A short, heavy woman waddled into the room. Her weight rocked back and forth as she battled the grocery bags in her arms. Deon trailed after her with the last of the groceries.
“What are you doing here?” she snapped at Jenna.
Jenna glanced at her watch. “We were scheduled for a nine o’clock visit.”
“You shouldn’t be in my house without me here.”
“I apologize for startling you,” Jenna said. “I didn’t realize you weren’t home. The boys just let us in a moment ago.”
“You shouldn’t be in here without me,” the woman repeated.
“Neither should the boys, Ms. Clark.”
Her brows dug into her face in anger. “You need to leave.” She gave up on the grocery bags and dropped them on the floor. “I called down there and told them I wanted to reschedule.”
“I tried to call you back and discuss the problem, but you never answered.”
“So you just show up uninvited?”
“Again, I apologize for the inconvenience, but you know we can’t just come over on an invitation basis. It’s required you adhere to these visits.”
Ms. Clark’s eyes burned into Jenna with a fury. She finally shook her head. “I’ll never understand why you all have to treat people this way. I just don’t understand it.” She started to gather the handles of the grocery bags. When no one answered, she let go of the bags again. The plastic slowly drooped with the weight of the contents and lazily slouched to settle on the floor.
“And who the hell are you lurking over there?” Ms. Clark turned her fiery gaze to Danielle.
Jenna was speaking for her before Danielle could even shake off the shock. “Ms. Clark, I’d like to introduce you to—”
“Yeah, yeah, nice to meet you. Can we get on with it?”
There was a slight tremor in Danielle’s hands, a sudden layer of sweat on her palms. She hated that something so simple had triggered an adrenaline response. She couldn’t be so easily shaken and had never thought she was that way before.
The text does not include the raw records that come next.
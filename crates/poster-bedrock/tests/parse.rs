use poster_bedrock::error::GenerationError;
use poster_bedrock::parse::{extract_json, parse_generated};
use poster_core::models::chart::ChartKind;
use poster_core::models::document::{PosterDocument, TextField};

const COMPLETE: &str = r#"{
    "title": "Effect of Salinity on Seed Germination",
    "authors": "A. Student",
    "abstract": "We tested five salt concentrations.",
    "introduction": "Soil salinity is rising.",
    "methods": "Seeds were soaked for 24 hours.",
    "results": "Germination fell with salinity.",
    "conclusions": "Salt inhibits germination.",
    "resultsVisual": {
        "type": "bar",
        "title": "Germination Rate",
        "xAxisLabel": "NaCl (mM)",
        "yAxisLabel": "Germinated (%)",
        "data": [{"label": "0", "value": 92}, {"label": "50", "value": 71}]
    }
}"#;

#[test]
fn plain_json_passes_through() {
    assert_eq!(extract_json("  {\"a\": 1} \n"), "{\"a\": 1}");
}

#[test]
fn fenced_json_is_unwrapped() {
    let text = format!("```json\n{COMPLETE}\n```");
    assert_eq!(extract_json(&text), COMPLETE.trim());

    let bare = "```\n{\"x\": 2}\n```";
    assert_eq!(extract_json(bare), "{\"x\": 2}");
}

#[test]
fn surrounding_prose_is_dropped() {
    let text = "Here is your poster:\n{\"title\": \"T\"}\nGood luck!";
    assert_eq!(extract_json(text), "{\"title\": \"T\"}");
}

#[test]
fn complete_response_parses_and_merges() {
    let content = parse_generated(COMPLETE).unwrap();
    assert_eq!(content.get(TextField::Authors), Some("A. Student"));
    assert_eq!(content.get(TextField::Discussion), None);

    let mut doc = PosterDocument::initial();
    doc.merge(content);
    assert_eq!(doc.title, "Effect of Salinity on Seed Germination");
    assert_eq!(doc.discussion, PosterDocument::initial().discussion);
    let chart = doc.chart.unwrap();
    assert_eq!(chart.kind, ChartKind::Bar);
    assert_eq!(chart.data[0].value, 92.0);
}

#[test]
fn missing_required_field_is_a_schema_violation() {
    let err = parse_generated(r#"{"title": "T", "abstract": "A"}"#).unwrap_err();
    match err {
        GenerationError::SchemaViolation(msg) => {
            assert!(msg.contains("introduction"));
            assert!(msg.contains("conclusions"));
            assert!(!msg.contains("abstract"));
        }
        other => panic!("unexpected error: {other}"),
    }
}

#[test]
fn non_json_is_a_schema_violation() {
    let err = parse_generated("I cannot help with that.").unwrap_err();
    assert!(matches!(err, GenerationError::SchemaViolation(_)));
    assert!(err.is_retryable());
}

#[test]
fn empty_reply_is_a_parse_error() {
    assert!(matches!(
        parse_generated("   "),
        Err(GenerationError::ResponseParse(_))
    ));
}

//! Delta encoding of strictly increasing fingerprint sequences.

use anyhow::{bail, ensure, Result};

use crate::hashing::Fingerprint;

/// Replace each element after the first by its difference from its predecessor.
pub fn encode(sorted: &[Fingerprint]) -> Result<Vec<Fingerprint>> {
    let mut diffs = Vec::with_capacity(sorted.len());
    let mut prev: Option<Fingerprint> = None;

    for &value in sorted {
        match prev {
            None => diffs.push(value),
            Some(p) => {
                ensure!(
                    value > p,
                    "Cannot diff-encode non-increasing sequence: {} follows {}",
                    value,
                    p
                );
                diffs.push(value - p);
            }
        }
        prev = Some(value);
    }

    Ok(diffs)
}

/// Prefix sum of a diff-encoded sequence.
pub fn decode(diffs: &[Fingerprint]) -> Result<Vec<Fingerprint>> {
    let mut sorted = Vec::with_capacity(diffs.len());

    let mut iter = diffs.iter();
    let Some(&first) = iter.next() else {
        return Ok(sorted);
    };

    let mut acc = first;
    sorted.push(acc);
    for &delta in iter {
        ensure!(
            delta > 0,
            "Decoded sequence is not strictly increasing at position {}",
            sorted.len()
        );
        acc = match acc.checked_add(delta) {
            Some(v) => v,
            None => bail!(
                "Decoded fingerprint overflows 32 bits at position {}",
                sorted.len()
            ),
        };
        sorted.push(acc);
    }

    Ok(sorted)
}
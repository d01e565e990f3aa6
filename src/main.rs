
//! Main entry point for the kpresence application.
//!
//! This file handles command-line parsing, logging setup, input validation, and
//! dispatches to the two subcommands: `sketch`, which builds per-sample presence
//! sketches from FASTA/Q read files, and `compare`, which merges sketches into a
//! cross-sample presence table of recurring k-mers.

use std::env;
use std::path::{Path, PathBuf};
use std::time::Instant;

use anyhow::Result;
use clap::Parser;
use itertools::Itertools;
use log::info;

use crate::cli::{Cli, Commands, CompareArgs, SketchArgs};
use crate::compare::compare_to_file;
use crate::hashing::HashSeeds;
use crate::io_utils::{
    check_files_exist, check_unique_names, expand_glob, name_by_filename, parse_sample_table,
    single_file_per_sample,
};
use crate::logging::setup_logger;
use crate::sample_sketch::sketch_samples;
use crate::sketch_params::SketchParams;

mod cli;
pub mod canonical;
pub mod compare;
pub mod diff_codec;
pub mod hashing;
pub mod io_utils;
pub mod logging;
pub mod presence_sketch;
pub mod progress;
pub mod sample_sketch;
pub mod sketch_params;
pub mod sketch_store;

/// Common initialization required by all commands.
fn init(out_dir: &Path, threads: usize) -> Result<()> {
    std::fs::create_dir_all(out_dir)?;
    setup_logger(out_dir)?;

    const VERSION: &str = env!("CARGO_PKG_VERSION");
    info!("{} v{}", env!("CARGO_PKG_NAME"), VERSION);
    info!("{}", env::args().join(" "));

    info!("Using {} threads.", threads);
    rayon::ThreadPoolBuilder::new()
        .num_threads(threads)
        .build_global()?;

    Ok(())
}

fn run_sketch(args: SketchArgs) -> Result<()> {
    init(&args.out_dir, args.threads)?;

    // determine if input is a single sample glob or a sample table
    let samples: Vec<(String, Vec<PathBuf>)> = if let Some(sample_table) = &args.sample_table {
        info!("Using sample table: {}", sample_table.display());
        parse_sample_table(sample_table)?
    } else if let (Some(input_glob), Some(sample_name)) = (&args.input_glob, &args.sample_name) {
        info!("Using read files matching: {}", input_glob);
        vec![(sample_name.clone(), expand_glob(input_glob)?)]
    } else {
        return Err(anyhow::anyhow!("No input specified. Use --input-glob with --sample-name, or --sample-table."));
    };
    check_unique_names(samples.iter().map(|(name, _)| name.as_str()))?;

    if !args.skip_file_check {
        info!("Verifying all read files exist.");
        check_files_exist(samples.iter().flat_map(|(_, paths)| paths))?;
    }

    let seeds = HashSeeds {
        subsample: args.subsample_seed,
        fingerprint: args.fingerprint_seed,
    };
    let sketch_params = SketchParams::new(args.kmer_length, args.ratio, args.max_reads, seeds);
    info!(
        "Sketching {} samples (k = {}, ratio = {}, max reads per file = {}).",
        samples.len(),
        sketch_params.k(),
        sketch_params.ratio(),
        sketch_params.max_reads()
    );

    let sketch_files = sketch_samples(&samples, &sketch_params, &args.out_dir)?;
    info!("Wrote {} sketch files to {}.", sketch_files.len(), args.out_dir.display());

    Ok(())
}

fn run_compare(args: CompareArgs) -> Result<()> {
    init(&args.out_dir, args.threads)?;

    let samples: Vec<(String, PathBuf)> = if let Some(sample_table) = &args.sample_table {
        info!("Using sample table: {}", sample_table.display());
        let samples = single_file_per_sample(parse_sample_table(sample_table)?)?;
        check_unique_names(samples.iter().map(|(name, _)| name.as_str()))?;
        samples
    } else if let Some(input_glob) = &args.input_glob {
        info!("Using sketch files matching: {}", input_glob);
        name_by_filename(&expand_glob(input_glob)?)?
    } else {
        return Err(anyhow::anyhow!("No input specified. Use --input-glob or --sample-table."));
    };
    check_files_exist(samples.iter().map(|(_, path)| path))?;

    info!("Comparing {} sketches (min count = {}).", samples.len(), args.min_count);
    let table = compare_to_file(&samples, args.min_count, args.threads, &args.out_dir)?;
    info!(
        "Reported {} fingerprints across {} samples.",
        table.len(),
        table.names().len()
    );

    Ok(())
}

fn main() -> Result<()> {
    let start = Instant::now();

    let args = Cli::parse();
    match args.command {
        Commands::Sketch(sketch_args) => run_sketch(sketch_args)?,
        Commands::Compare(compare_args) => run_compare(compare_args)?,
    }

    info!("Elapsed time (sec): {:.2}", start.elapsed().as_secs_f32());
    info!("Done.");

    Ok(())
}
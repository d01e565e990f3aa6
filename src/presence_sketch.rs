
//! Fixed-size bit arrays tracking which fingerprints were seen once and twice.
//!
//! A `PresenceSketch` over the full 32-bit universe uses 2 x 512 MiB regardless of how
//! many k-mers are recorded. Distinct k-mers sharing a fingerprint are indistinguishable;
//! the sketch reports their combined occurrences.

use crate::hashing::Fingerprint;
use crate::sketch_params::FINGERPRINT_BITS;

/// Bit array over [0, 2^bits) stored as a contiguous byte buffer.
#[derive(Clone, Debug)]
pub struct BitArray {
    bytes: Vec<u8>,
}

impl BitArray {
    pub fn new(universe_bits: u8) -> Self {
        assert!(
            (1..=FINGERPRINT_BITS).contains(&universe_bits),
            "universe must span between 1 and {FINGERPRINT_BITS} bits"
        );
        let num_bytes = (1u64 << universe_bits).div_ceil(8) as usize;

        BitArray {
            bytes: vec![0; num_bytes],
        }
    }

    #[inline]
    pub fn get(&self, index: Fingerprint) -> bool {
        let index = index as usize;
        self.bytes[index >> 3] >> (index & 7) & 1 == 1
    }

    #[inline]
    pub fn set(&mut self, index: Fingerprint) {
        let index = index as usize;
        self.bytes[index >> 3] |= 1 << (index & 7);
    }

    /// Number of set bits.
    pub fn count_ones(&self) -> u64 {
        self.bytes.iter().map(|b| b.count_ones() as u64).sum()
    }

    /// Positions of set bits in increasing order.
    pub fn ones(&self) -> impl Iterator<Item = Fingerprint> + '_ {
        self.bytes
            .iter()
            .enumerate()
            .filter(|(_, byte)| **byte != 0)
            .flat_map(|(byte_idx, &byte)| {
                (0..8usize)
                    .filter(move |bit| byte >> bit & 1 == 1)
                    .map(move |bit| ((byte_idx << 3) | bit) as Fingerprint)
            })
    }

    /// Size of the buffer in bytes.
    pub fn num_bytes(&self) -> usize {
        self.bytes.len()
    }
}

/// Saturating 2-bit presence counter for every fingerprint in the universe.
#[derive(Clone, Debug)]
pub struct PresenceSketch {
    seen_once: BitArray,
    seen_twice: BitArray,
}

impl Default for PresenceSketch {
    fn default() -> Self {
        PresenceSketch::new()
    }
}

impl PresenceSketch {
    /// Sketch over the full fingerprint universe.
    pub fn new() -> Self {
        PresenceSketch::with_universe_bits(FINGERPRINT_BITS)
    }

    pub fn with_universe_bits(universe_bits: u8) -> Self {
        PresenceSketch {
            seen_once: BitArray::new(universe_bits),
            seen_twice: BitArray::new(universe_bits),
        }
    }

    /// Record an occurrence. Calls beyond the second for the same fingerprint have no effect.
    #[inline]
    pub fn record(&mut self, fingerprint: Fingerprint) {
        if self.seen_once.get(fingerprint) {
            self.seen_twice.set(fingerprint);
        } else {
            self.seen_once.set(fingerprint);
        }
    }

    pub fn contains_once(&self, fingerprint: Fingerprint) -> bool {
        self.seen_once.get(fingerprint)
    }

    pub fn contains_twice(&self, fingerprint: Fingerprint) -> bool {
        self.seen_twice.get(fingerprint)
    }

    /// Fingerprints seen at least twice, in increasing order.
    pub fn export_doubles(&self) -> Vec<Fingerprint> {
        self.seen_twice.ones().collect()
    }

    pub fn seen_once_count(&self) -> u64 {
        self.seen_once.count_ones()
    }

    pub fn seen_twice_count(&self) -> u64 {
        self.seen_twice.count_ones()
    }

    /// Bytes held by both bit arrays.
    pub fn memory_bytes(&self) -> usize {
        self.seen_once.num_bytes() + self.seen_twice.num_bytes()
    }
}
“How have Raylon’s and Deon’s school reports been?” Jenna asked evenly.
“Raylon has an F in math,” Deon said from the corner.
“Do not!” Raylon yelled from upstairs.
“And you’re not doing any better, are you?” Ms. Clark snapped.
Jenna turned to Deon and waited.
“Yeah, but my math teacher is a prick,” he said.
Ms. Clark’s gaze locked on to Deon with intimidating intensity. “Boy, you watch your mouth. Go put these groceries away.”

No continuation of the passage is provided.